Showing posts with label house of cards. Show all posts
Showing posts with label house of cards. Show all posts

Monday, 4 August 2008

Cash for Caltongate?


UK businesses face biggest cash flow crisis in two decades

British businesses are heading for the biggest cashflow crisis since the last recession, prefiguring a major slump in corporate spending and potentially pushing unemployment up by almost 1m, experts have warned.

In what economists have described as a "clear recession warning", the spare cash available to British companies has fallen to the lowest level since the early 1990s. Companies are also digging into their credit facilities at the fastest rate since 1992, when the country was last in recession.

According to figures from the Bank of England, the amount that companies had in available, unused credit facilities dropped by 13.3 per cent in the 12 months to June.

In May alone they dropped by just under £23bn - the biggest one-month fall since records began in the late 1980s.

Peter Spencer, economic adviser to the Ernst & Young Item Club, said such an outcome seemed inevitable. "When banks don't have enough money to lend to each other, why should they lend to anyone else?

"This recession started in the housing market but it is spreading like a virus. And now it is the corporate sector facing severe pressure.
This is a very worrying further step towards the edge of the cliff."

Full Article here -Telegraph 2nd Aug 08

Friday, 1 August 2008

Credit Crunch Caltongate


With almost daily headlines like the following,
what will become of Caltongate ?


Negative equity threat to 1.7 million properties


"there will be some, especially buy-to-let investors who have purchased inner-city "regeneration" flats, who will be very badly burnt, losing perhaps half of their stake to negative equity in the worst cases. "
The Independent 31st July 08


Insolvencies at 'all-time high'


Business liquidations
Meanwhile, figures also showed that the number of Scottish businesses falling into liquidation rose by almost 30% in the second quarter of 2008.

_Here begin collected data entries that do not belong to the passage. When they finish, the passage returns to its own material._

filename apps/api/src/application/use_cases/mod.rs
pub mod user;
pub mod waitlist;
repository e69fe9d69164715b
use thiserror::Error;

/// Client-side errors.
#[derive(Debug, Error)]
pub enum ClientError {
    /// The API answered with a non-success response.
    #[error("API error {status}: {}", .message.as_deref().unwrap_or("no message"))]
    Api {
        status: u16,
        message: Option<String>,
        errors: Option<String>,
    },

    /// Network or body decoding failure
    #[error("Network error: {0}")]
    Network(#[from] reqwest::Error),

    /// Base URL could not be parsed
    #[error("Invalid base URL: {0}")]
    InvalidUrl(#[from] url::ParseError),

    /// Configuration error
    #[error("Configuration error: {0}")]
    Config(String),
}

impl ClientError {
    /// Message the server supplied, with field errors appended when present.
    /// `None` when the failure never produced a readable server message.
    pub fn server_message(&self) -> Option<String> {
        match self {
            ClientError::Api {
                message: Some(message),
                errors: Some(errors),
                ..
            } => Some(format!("{message}: {errors}")),
            ClientError::Api {
                message: Some(message),
                ..
            } => Some(message.clone()),
            _ => None,
        }
    }
}

#[cfg(test)]
mod tests {
    use super::*;

    #[test]
    fn server_message_includes_field_errors() {
        let err = ClientError::Api {
            status: 400,
            message: Some("Validation failed".into()),
            errors: Some("email: Invalid email".into()),
        };

        assert_eq!(
            err.server_message().as_deref(),
            Some("Validation failed: email: Invalid email")
        );
    }

    #[test]
    fn server_message_absent_without_body() {
        let err = ClientError::Api {
            status: 502,
            message: None,
            errors: None,
        };

        assert_eq!(err.server_message(), None);
        assert_eq!(err.to_string(), "API error 502: no message");
    }
}
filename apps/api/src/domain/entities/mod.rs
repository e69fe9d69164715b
pub mod user;
pub mod app;
pub mod config;
pub mod error;
pub mod setup;
pub mod shutdown;

pub use error::InfraError;
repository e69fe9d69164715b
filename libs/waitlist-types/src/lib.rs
//! Shared types for the waitlist service.
//!
//! This crate provides:
//! - The submission schema (`NewWaitlistEntry`) and its validation rules
//! - The stored entry shape (`WaitlistEntry`)
//! - The JSON response envelope used by every endpoint (`ApiResponse`)

mod entry;
mod envelope;
mod schema;

pub use entry::WaitlistEntry;
pub use envelope::ApiResponse;
pub use schema::{FieldError, NewWaitlistEntry, ValidationErrors, is_valid_email};
//! Submission schema for waitlist signups.
//!
//! Parses an untyped JSON payload into a [`NewWaitlistEntry`], collecting
//! every failing field instead of stopping at the first one. Used by the API
//! handler (server-side) and by the signup form (client-side).
//!
//! Rules:
//! - `email`: required string, must look like an email address.
//! - `organization`: optional string, `null` is treated as absent.
//! - `updates`: optional boolean, defaults to `false`.
//! - Unknown keys are ignored.

use std::fmt;

use serde::{Deserialize, Serialize};
use serde_json::{Map, Value};
use validator::ValidateEmail;

/// Validated submission, before storage assigns `id` and the handler
/// assigns `createdAt`.
#[derive(Debug, Clone, PartialEq, Eq, Serialize, Deserialize)]
pub struct NewWaitlistEntry {
    pub email: String,

    #[serde(skip_serializing_if = "Option::is_none")]
    pub organization: Option<String>,

    #[serde(default)]
    pub updates: bool,
}

/// A single field that failed validation.
#[derive(Debug, Clone, PartialEq, Eq)]
pub struct FieldError {
    /// The field that failed validation.
    pub field: String,
    /// What was wrong with it.
    pub message: String,
}

impl FieldError {
    pub fn new(field: impl Into<String>, message: impl Into<String>) -> Self {
        Self {
            field: field.into(),
            message: message.into(),
        }
    }
}

impl fmt::Display for FieldError {
    fn fmt(&self, f: &mut fmt::Formatter<'_>) -> fmt::Result {
        write!(f, "{}: {}", self.field, self.message)
    }
}

/// Every field that failed validation, in field order.
#[derive(Debug, Clone, PartialEq, Eq)]
pub struct ValidationErrors(Vec<FieldError>);

impl ValidationErrors {
    pub fn new(errors: Vec<FieldError>) -> Self {
        Self(errors)
    }

    pub fn fields(&self) -> &[FieldError] {
        &self.0
    }

    /// First error reported for `field`, if any.
    pub fn for_field(&self, field: &str) -> Option<&FieldError> {
        self.0.iter().find(|e| e.field == field)
    }
}

impl fmt::Display for ValidationErrors {
    fn fmt(&self, f: &mut fmt::Formatter<'_>) -> fmt::Result {
        for (i, err) in self.0.iter().enumerate() {
            if i > 0 {
                f.write_str("; ")?;
            }
            write!(f, "{err}")?;
        }
        Ok(())
    }
}

impl std::error::Error for ValidationErrors {}

/// Validates that the input looks like a valid email address.
///
/// No trimming: surrounding whitespace makes the address invalid. Follows
/// the `validator` crate's HTML5-style rules, which are looser than most
/// browser-side checks: consecutive dots in the local part and a dotless
/// domain are both accepted.
pub fn is_valid_email(email: &str) -> bool {
    !email.is_empty() && email.validate_email()
}

impl NewWaitlistEntry {
    /// Parse and validate an untyped payload.
    pub fn from_json(payload: &Value) -> Result<Self, ValidationErrors> {
        let Some(object) = payload.as_object() else {
            return Err(ValidationErrors::new(vec![FieldError::new(
                "body",
                format!("Expected object, received {}", type_name(payload)),
            )]));
        };

        let mut errors = Vec::new();

        let email = parse_email(object, &mut errors);
        let organization = parse_organization(object, &mut errors);
        let updates = parse_updates(object, &mut errors);

        match email {
            Some(email) if errors.is_empty() => Ok(Self {
                email,
                organization,
                updates,
            }),
            _ => Err(ValidationErrors::new(errors)),
        }
    }

}

fn parse_email(object: &Map<String, Value>, errors: &mut Vec<FieldError>) -> Option<String> {
    match object.get("email") {
        None | Some(Value::Null) => {
            errors.push(FieldError::new("email", "Required"));
            None
        }
        Some(Value::String(email)) if is_valid_email(email) => Some(email.clone()),
        Some(Value::String(_)) => {
            errors.push(FieldError::new("email", "Invalid email"));
            None
        }
        Some(other) => {
            errors.push(expected("email", "string", other));
            None
        }
    }
}

fn parse_organization(
    object: &Map<String, Value>,
    errors: &mut Vec<FieldError>,
) -> Option<String> {
    match object.get("organization") {
        None | Some(Value::Null) => None,
        Some(Value::String(org)) => Some(org.clone()),
        Some(other) => {
            errors.push(expected("organization", "string", other));
            None
        }
    }
}

fn parse_updates(object: &Map<String, Value>, errors: &mut Vec<FieldError>) -> bool {
    match object.get("updates") {
        None => false,
        Some(Value::Bool(updates)) => *updates,
        Some(other) => {
            errors.push(expected("updates", "boolean", other));
            false
        }
    }
}

fn expected(field: &str, wanted: &str, got: &Value) -> FieldError {
    FieldError::new(
        field,
        format!("Expected {wanted}, received {}", type_name(got)),
    )
}

fn type_name(value: &Value) -> &'static str {
    match value {
        Value::Null => "null",
        Value::Bool(_) => "boolean",
        Value::Number(_) => "number",
        Value::String(_) => "string",
        Value::Array(_) => "array",
        Value::Object(_) => "object",
    }
}
use async_trait::async_trait;
use waitlist_types::{NewWaitlistEntry, WaitlistEntry};

use super::take_id;
use crate::{
    adapters::persistence::MemoryPersistence,
    app_error::{AppError, AppResult},
    use_cases::waitlist::WaitlistRepo,
};

#[async_trait]
impl WaitlistRepo for MemoryPersistence {
    async fn add_to_waitlist(
        &self,
        entry: NewWaitlistEntry,
        created_at: String,
    ) -> AppResult<WaitlistEntry> {
        let mut tables = self.tables()?;

        if tables.waitlist.values().any(|e| e.email == entry.email) {
            return Err(AppError::DuplicateEntry);
        }

        let id = take_id(&mut tables.next_waitlist_id, "waitlist")?;
        let stored = WaitlistEntry {
            id,
            email: entry.email,
            organization: entry.organization,
            updates: entry.updates,
            created_at,
        };
        tables.waitlist.insert(id, stored.clone());
        Ok(stored)
    }

    async fn get_waitlist_entry_by_email(&self, email: &str) -> AppResult<Option<WaitlistEntry>> {
        Ok(self
            .tables()?
            .waitlist
            .values()
            .find(|e| e.email == email)
            .cloned())
    }

    async fn get_all_waitlist_entries(&self) -> AppResult<Vec<WaitlistEntry>> {
        Ok(self.tables()?.waitlist.values().cloned().collect())
    }
}
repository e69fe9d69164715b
pub mod app_error;
pub mod use_cases;
pub mod waitlist;

use axum::Router;

use crate::adapters::http::app_state::AppState;

pub fn router() -> Router<AppState> {
    Router::new().merge(waitlist::router())
}
use async_trait::async_trait;

use super::take_id;
use crate::{
    adapters::persistence::MemoryPersistence,
    app_error::{AppError, AppResult},
    domain::entities::user::{NewUser, User},
    use_cases::user::UserRepo,
};

#[async_trait]
impl UserRepo for MemoryPersistence {
    async fn create_user(&self, user: NewUser) -> AppResult<User> {
        let mut tables = self.tables()?;

        if tables.users.values().any(|u| u.username == user.username) {
            return Err(AppError::UsernameTaken);
        }

        let id = take_id(&mut tables.next_user_id, "user")?;
        let stored = User {
            id,
            username: user.username,
            password: user.password,
        };
        tables.users.insert(id, stored.clone());
        Ok(stored)
    }

    async fn get_user(&self, id: i32) -> AppResult<Option<User>> {
        Ok(self.tables()?.users.get(&id).cloned())
    }

    async fn get_user_by_username(&self, username: &str) -> AppResult<Option<User>> {
        Ok(self
            .tables()?
            .users
            .values()
            .find(|u| u.username == username)
            .cloned())
    }
}
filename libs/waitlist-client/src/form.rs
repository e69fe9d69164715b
//! Signup form state.
//!
//! Holds the field values a UI binds to, validates them with the shared
//! schema before anything is sent, and allows one submission in flight at a
//! time. Every finished submission yields a [`Toast`] for the UI to show.

use std::sync::atomic::{AtomicBool, Ordering};
use std::sync::{Mutex, MutexGuard, PoisonError};

use waitlist_types::{FieldError, NewWaitlistEntry, ValidationErrors, WaitlistEntry, is_valid_email};

use crate::client::WaitlistSubmitter;
use crate::error::ClientError;

pub const INVALID_EMAIL_MESSAGE: &str = "Please enter a valid email address";
pub const FALLBACK_ERROR_MESSAGE: &str = "Failed to join waitlist. Please try again.";

/// Raw field values as entered.
#[derive(Debug, Clone, Default, PartialEq, Eq)]
pub struct FormFields {
    pub email: String,
    /// Optional; blank means "not provided".
    pub organization: String,
    pub updates: bool,
}

impl FormFields {
    /// Client-side validation, mirroring the server schema.
    pub fn to_submission(&self) -> Result<NewWaitlistEntry, ValidationErrors> {
        if !is_valid_email(&self.email) {
            return Err(ValidationErrors::new(vec![FieldError::new(
                "email",
                INVALID_EMAIL_MESSAGE,
            )]));
        }

        let organization =
            (!self.organization.trim().is_empty()).then(|| self.organization.clone());

        Ok(NewWaitlistEntry {
            email: self.email.clone(),
            organization,
            updates: self.updates,
        })
    }
}

#[derive(Debug, Clone, Copy, PartialEq, Eq)]
pub enum ToastVariant {
    Success,
    Destructive,
}

/// User-visible notification.
#[derive(Debug, Clone, PartialEq, Eq)]
pub struct Toast {
    pub variant: ToastVariant,
    pub title: String,
    pub description: String,
}

impl Toast {
    fn joined() -> Self {
        Self {
            variant: ToastVariant::Success,
            title: "Success!".to_string(),
            description: "You've been added to our waitlist!".to_string(),
        }
    }

    fn failed(error: &ClientError) -> Self {
        Self {
            variant: ToastVariant::Destructive,
            title: "Error".to_string(),
            description: error
                .server_message()
                .unwrap_or_else(|| FALLBACK_ERROR_MESSAGE.to_string()),
        }
    }
}

#[derive(Debug)]
pub enum SubmitOutcome {
    /// Stored. Fields have been reset.
    Joined { entry: WaitlistEntry, toast: Toast },
    /// The request failed. Fields are untouched.
    Failed { error: ClientError, toast: Toast },
    /// Client-side validation failed; nothing was sent.
    Invalid(ValidationErrors),
    /// Another submission is still outstanding; nothing was sent.
    InFlight,
}

/// Clears the pending flag when dropped, including when the submit future is
/// cancelled.
struct PendingGuard<'a>(&'a AtomicBool);

impl<'a> PendingGuard<'a> {
    fn acquire(flag: &'a AtomicBool) -> Option<Self> {
        flag.compare_exchange(false, true, Ordering::AcqRel, Ordering::Acquire)
            .ok()
            .map(|_| Self(flag))
    }
}

impl Drop for PendingGuard<'_> {
    fn drop(&mut self) {
        self.0.store(false, Ordering::Release);
    }
}

pub struct WaitlistForm<S> {
    submitter: S,
    fields: Mutex<FormFields>,
    pending: AtomicBool,
}

impl<S: WaitlistSubmitter> WaitlistForm<S> {
    pub fn new(submitter: S) -> Self {
        Self {
            submitter,
            fields: Mutex::new(FormFields::default()),
            pending: AtomicBool::new(false),
        }
    }

    fn lock_fields(&self) -> MutexGuard<'_, FormFields> {
        self.fields.lock().unwrap_or_else(PoisonError::into_inner)
    }

    pub fn fields(&self) -> FormFields {
        self.lock_fields().clone()
    }

    pub fn set_email(&self, email: impl Into<String>) {
        self.lock_fields().email = email.into();
    }

    pub fn set_organization(&self, organization: impl Into<String>) {
        self.lock_fields().organization = organization.into();
    }

    pub fn set_updates(&self, updates: bool) {
        self.lock_fields().updates = updates;
    }

    /// True while a request is outstanding.
    pub fn is_pending(&self) -> bool {
        self.pending.load(Ordering::Acquire)
    }

    /// Whether the submit control should be enabled.
    pub fn can_submit(&self) -> bool {
        !self.is_pending() && is_valid_email(&self.lock_fields().email)
    }

    /// Validate and send the current fields. At most one request is in flight
    /// per form; concurrent calls return [`SubmitOutcome::InFlight`].
    pub async fn submit(&self) -> SubmitOutcome {
        let Some(_pending) = PendingGuard::acquire(&self.pending) else {
            return SubmitOutcome::InFlight;
        };

        let submission = match self.fields().to_submission() {
            Ok(submission) => submission,
            Err(errors) => return SubmitOutcome::Invalid(errors),
        };

        match self.submitter.join(&submission).await {
            Ok(entry) => {
                *self.lock_fields() = FormFields::default();
                SubmitOutcome::Joined {
                    entry,
                    toast: Toast::joined(),
                }
            }
            Err(error) => {
                tracing::debug!(error = %error, "Waitlist submission failed");
                let toast = Toast::failed(&error);
                SubmitOutcome::Failed { error, toast }
            }
        }
    }
}
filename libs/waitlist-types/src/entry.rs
use serde::{Deserialize, Serialize};

/// A stored waitlist signup.
///
/// Returned by `POST /api/waitlist` and listed by `GET /api/waitlist`.
#[derive(Debug, Clone, PartialEq, Eq, Serialize, Deserialize)]
#[serde(rename_all = "camelCase")]
pub struct WaitlistEntry {
    /// Sequential identifier, starting at 1.
    pub id: i32,

    /// Email address, unique across all entries.
    pub email: String,

    /// Optional organization or company name.
    #[serde(default, skip_serializing_if = "Option::is_none")]
    pub organization: Option<String>,

    /// Whether the signup opted in to product updates.
    #[serde(default)]
    pub updates: bool,

    /// Submission time (ISO 8601, UTC, millisecond precision).
    pub created_at: String,
}
//! Test data factories for creating valid test fixtures.
//!
//! Each factory function creates a complete, valid object with sensible defaults.
//! Use the closure parameter to override specific fields as needed.

use waitlist_types::{NewWaitlistEntry, WaitlistEntry};

pub const TEST_CREATED_AT: &str = "2026-10-17T09:30:00.000Z";

/// Create a validated submission with sensible defaults.
pub fn create_test_submission(overrides: impl FnOnce(&mut NewWaitlistEntry)) -> NewWaitlistEntry {
    let mut submission = NewWaitlistEntry {
        email: "a@x.com".to_string(),
        organization: Some("Org".to_string()),
        updates: true,
    };
    overrides(&mut submission);
    submission
}

/// Create a stored entry with sensible defaults. The `id` is ignored when the
/// entry is seeded through `TestAppStateBuilder`.
pub fn create_test_entry(overrides: impl FnOnce(&mut WaitlistEntry)) -> WaitlistEntry {
    let mut entry = WaitlistEntry {
        id: 1,
        email: "a@x.com".to_string(),
        organization: Some("Org".to_string()),
        updates: true,
        created_at: TEST_CREATED_AT.to_string(),
    };
    overrides(&mut entry);
    entry
}
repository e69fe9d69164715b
use thiserror::Error;
use waitlist_types::ValidationErrors;

#[derive(Error, Debug)]
pub enum AppError {
    #[error("Validation failed: {0}")]
    Validation(String),

    #[error("Email already registered in waitlist")]
    DuplicateEntry,

    #[error("Username already taken")]
    UsernameTaken,

    #[error("{0}")]
    Internal(String),
}

impl From<ValidationErrors> for AppError {
    fn from(err: ValidationErrors) -> Self {
        AppError::Validation(err.to_string())
    }
}

pub type AppResult<T> = Result<T, AppError>;
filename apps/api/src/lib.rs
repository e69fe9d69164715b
pub mod adapters;
pub mod application;
pub mod domain;
pub mod infra;

#[cfg(test)]
pub mod test_utils;

// Re-exports for shorter use statements.
pub use application::*;
pub use domain::*;
//! HTTP client for the waitlist API.

use async_trait::async_trait;
use serde::de::DeserializeOwned;
use url::Url;
use waitlist_types::{ApiResponse, NewWaitlistEntry, WaitlistEntry};

use crate::error::ClientError;

/// Configuration for the waitlist client.
#[derive(Debug, Clone)]
pub struct WaitlistConfig {
    /// Origin serving the API (e.g., "https://example.com").
    /// Endpoints are resolved under `<base_url>/api/`.
    pub base_url: String,
}

/// Anything that can submit a signup. The form talks to this rather than
/// to [`WaitlistClient`] directly.
#[async_trait]
pub trait WaitlistSubmitter: Send + Sync {
    async fn join(&self, entry: &NewWaitlistEntry) -> Result<WaitlistEntry, ClientError>;
}

/// Client for `POST /api/waitlist` and `GET /api/waitlist`.
pub struct WaitlistClient {
    endpoint: Url,
    http_client: reqwest::Client,
}

impl WaitlistClient {
    /// Create a new client.
    ///
    /// Fails if the base URL does not parse or is not http(s).
    pub fn new(config: WaitlistConfig) -> Result<Self, ClientError> {
        let mut base_url = Url::parse(&config.base_url)?;

        if !matches!(base_url.scheme(), "http" | "https") {
            return Err(ClientError::Config(format!(
                "base_url must be http or https, got {}",
                base_url.scheme()
            )));
        }

        // Without a trailing slash `join` would replace the last path segment.
        if !base_url.path().ends_with('/') {
            let path = format!("{}/", base_url.path());
            base_url.set_path(&path);
        }

        Ok(Self {
            endpoint: base_url.join("api/waitlist")?,
            http_client: reqwest::Client::new(),
        })
    }

    /// The resolved waitlist endpoint.
    pub fn endpoint(&self) -> &Url {
        &self.endpoint
    }

    /// Submit a signup. The payload is sent as-is; validation happens server-side.
    pub async fn join(&self, entry: &NewWaitlistEntry) -> Result<WaitlistEntry, ClientError> {
        let response = self
            .http_client
            .post(self.endpoint.clone())
            .json(entry)
            .send()
            .await?;

        read_envelope(response).await
    }

    /// Fetch every entry in signup order.
    pub async fn list_entries(&self) -> Result<Vec<WaitlistEntry>, ClientError> {
        let response = self.http_client.get(self.endpoint.clone()).send().await?;

        read_envelope(response).await
    }
}

#[async_trait]
impl WaitlistSubmitter for WaitlistClient {
    async fn join(&self, entry: &NewWaitlistEntry) -> Result<WaitlistEntry, ClientError> {
        WaitlistClient::join(self, entry).await
    }
}

/// Unwrap `data` from a success envelope, or turn anything else into
/// `ClientError::Api` carrying whatever message the body had.
async fn read_envelope<T: DeserializeOwned>(
    response: reqwest::Response,
) -> Result<T, ClientError> {
    let status = response.status();
    let bytes = response.bytes().await?;
    let body = serde_json::from_slice::<ApiResponse<T>>(&bytes).ok();

    match body {
        Some(ApiResponse {
            success: true,
            data: Some(data),
            ..
        }) if status.is_success() => Ok(data),
        Some(body) => Err(ClientError::Api {
            status: status.as_u16(),
            message: body.message,
            errors: body.errors,
        }),
        None => {
            tracing::debug!(status = %status, "Waitlist API returned an unreadable body");
            Err(ClientError::Api {
                status: status.as_u16(),
                message: None,
                errors: None,
            })
        }
    }
}
use std::net::SocketAddr;
use std::path::PathBuf;

use axum::http::HeaderValue;
use env_helpers::get_env_default;

use super::InfraError;

pub struct AppConfig {
    pub bind_addr: SocketAddr,
    /// Browser origin allowed to call the API (the marketing site).
    pub cors_origin: HeaderValue,
    /// Filter used when `RUST_LOG` is not set.
    pub log_filter: String,
    /// JSON log file. `None` disables file logging.
    pub log_file: Option<PathBuf>,
}

impl AppConfig {
    pub fn from_env() -> Result<Self, InfraError> {
        let bind_addr: SocketAddr =
            get_env_default("BIND_ADDR", SocketAddr::from(([127, 0, 0, 1], 5000)));

        let cors_origin: HeaderValue =
            get_env_default("CORS_ORIGIN", String::from("http://localhost:5173"))
                .parse()
                .map_err(|_| InfraError::ConfigInvalid {
                    var: "CORS_ORIGIN",
                    reason: "must be a valid header value",
                })?;

        let log_filter: String = get_env_default(
            "LOG_FILTER",
            "waitlist_api=debug,tower_http=debug".to_string(),
        );

        let log_file: String = get_env_default("LOG_FILE", "app.log".to_string());
        let log_file = (!log_file.trim().is_empty()).then(|| PathBuf::from(log_file));

        Ok(Self {
            bind_addr,
            cors_origin,
            log_filter,
            log_file,
        })
    }
}
use crate::app_error::AppError;
use axum::Json;
use axum::{
    http::StatusCode,
    response::{IntoResponse, Response},
};
use waitlist_types::ApiResponse;

const UNKNOWN_ERROR: &str = "An unknown error occurred";

impl IntoResponse for AppError {
    fn into_response(self) -> Response {
        match self {
            AppError::Validation(errors) => {
                tracing::warn!(%errors, "Rejected invalid submission");
                error_resp(
                    StatusCode::BAD_REQUEST,
                    ApiResponse::failure("Validation failed").with_errors(errors),
                )
            }
            err @ (AppError::DuplicateEntry | AppError::UsernameTaken) => {
                tracing::warn!(error = %err, "Rejected duplicate");
                error_resp(StatusCode::CONFLICT, ApiResponse::failure(err.to_string()))
            }
            AppError::Internal(msg) => {
                tracing::error!(error = %msg, "Request failed");
                let message = if msg.is_empty() {
                    UNKNOWN_ERROR.to_string()
                } else {
                    msg
                };
                error_resp(
                    StatusCode::INTERNAL_SERVER_ERROR,
                    ApiResponse::failure(message),
                )
            }
        }
    }
}

fn error_resp(status: StatusCode, body: ApiResponse<()>) -> Response {
    (status, Json(body)).into_response()
}

#[cfg(test)]
mod tests {
    use super::*;
    use axum::body::to_bytes;
    use serde_json::{Value, json};

    async fn render(err: AppError) -> (StatusCode, Value) {
        let response = err.into_response();
        let status = response.status();
        let bytes = to_bytes(response.into_body(), usize::MAX).await.unwrap();
        (status, serde_json::from_slice(&bytes).unwrap())
    }

    #[tokio::test]
    async fn validation_maps_to_400_with_field_errors() {
        let (status, body) = render(AppError::Validation("email: Required".into())).await;

        assert_eq!(status, StatusCode::BAD_REQUEST);
        assert_eq!(
            body,
            json!({ "success": false, "message": "Validation failed", "errors": "email: Required" })
        );
    }

    #[tokio::test]
    async fn duplicate_maps_to_409_with_recognizable_message() {
        let (status, body) = render(AppError::DuplicateEntry).await;

        assert_eq!(status, StatusCode::CONFLICT);
        assert_eq!(
            body,
            json!({ "success": false, "message": "Email already registered in waitlist" })
        );
    }

    #[tokio::test]
    async fn internal_without_message_uses_fallback() {
        let (status, body) = render(AppError::Internal(String::new())).await;

        assert_eq!(status, StatusCode::INTERNAL_SERVER_ERROR);
        assert_eq!(body["message"], UNKNOWN_ERROR);
    }
}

In Scotland, the number of businesses going into liquidation topped 132 between April to June, compared to 102 between January and March this year.

According to Blair Nimmo, head of restructuring for KPMG in Scotland, "there can be little doubt that the credit crunch is now really beginning to bite".

The worst failure rates in Scottish business came from the property, construction and real estate markets, which saw 60 businesses go under, while hospitality saw 12 and retail saw 11.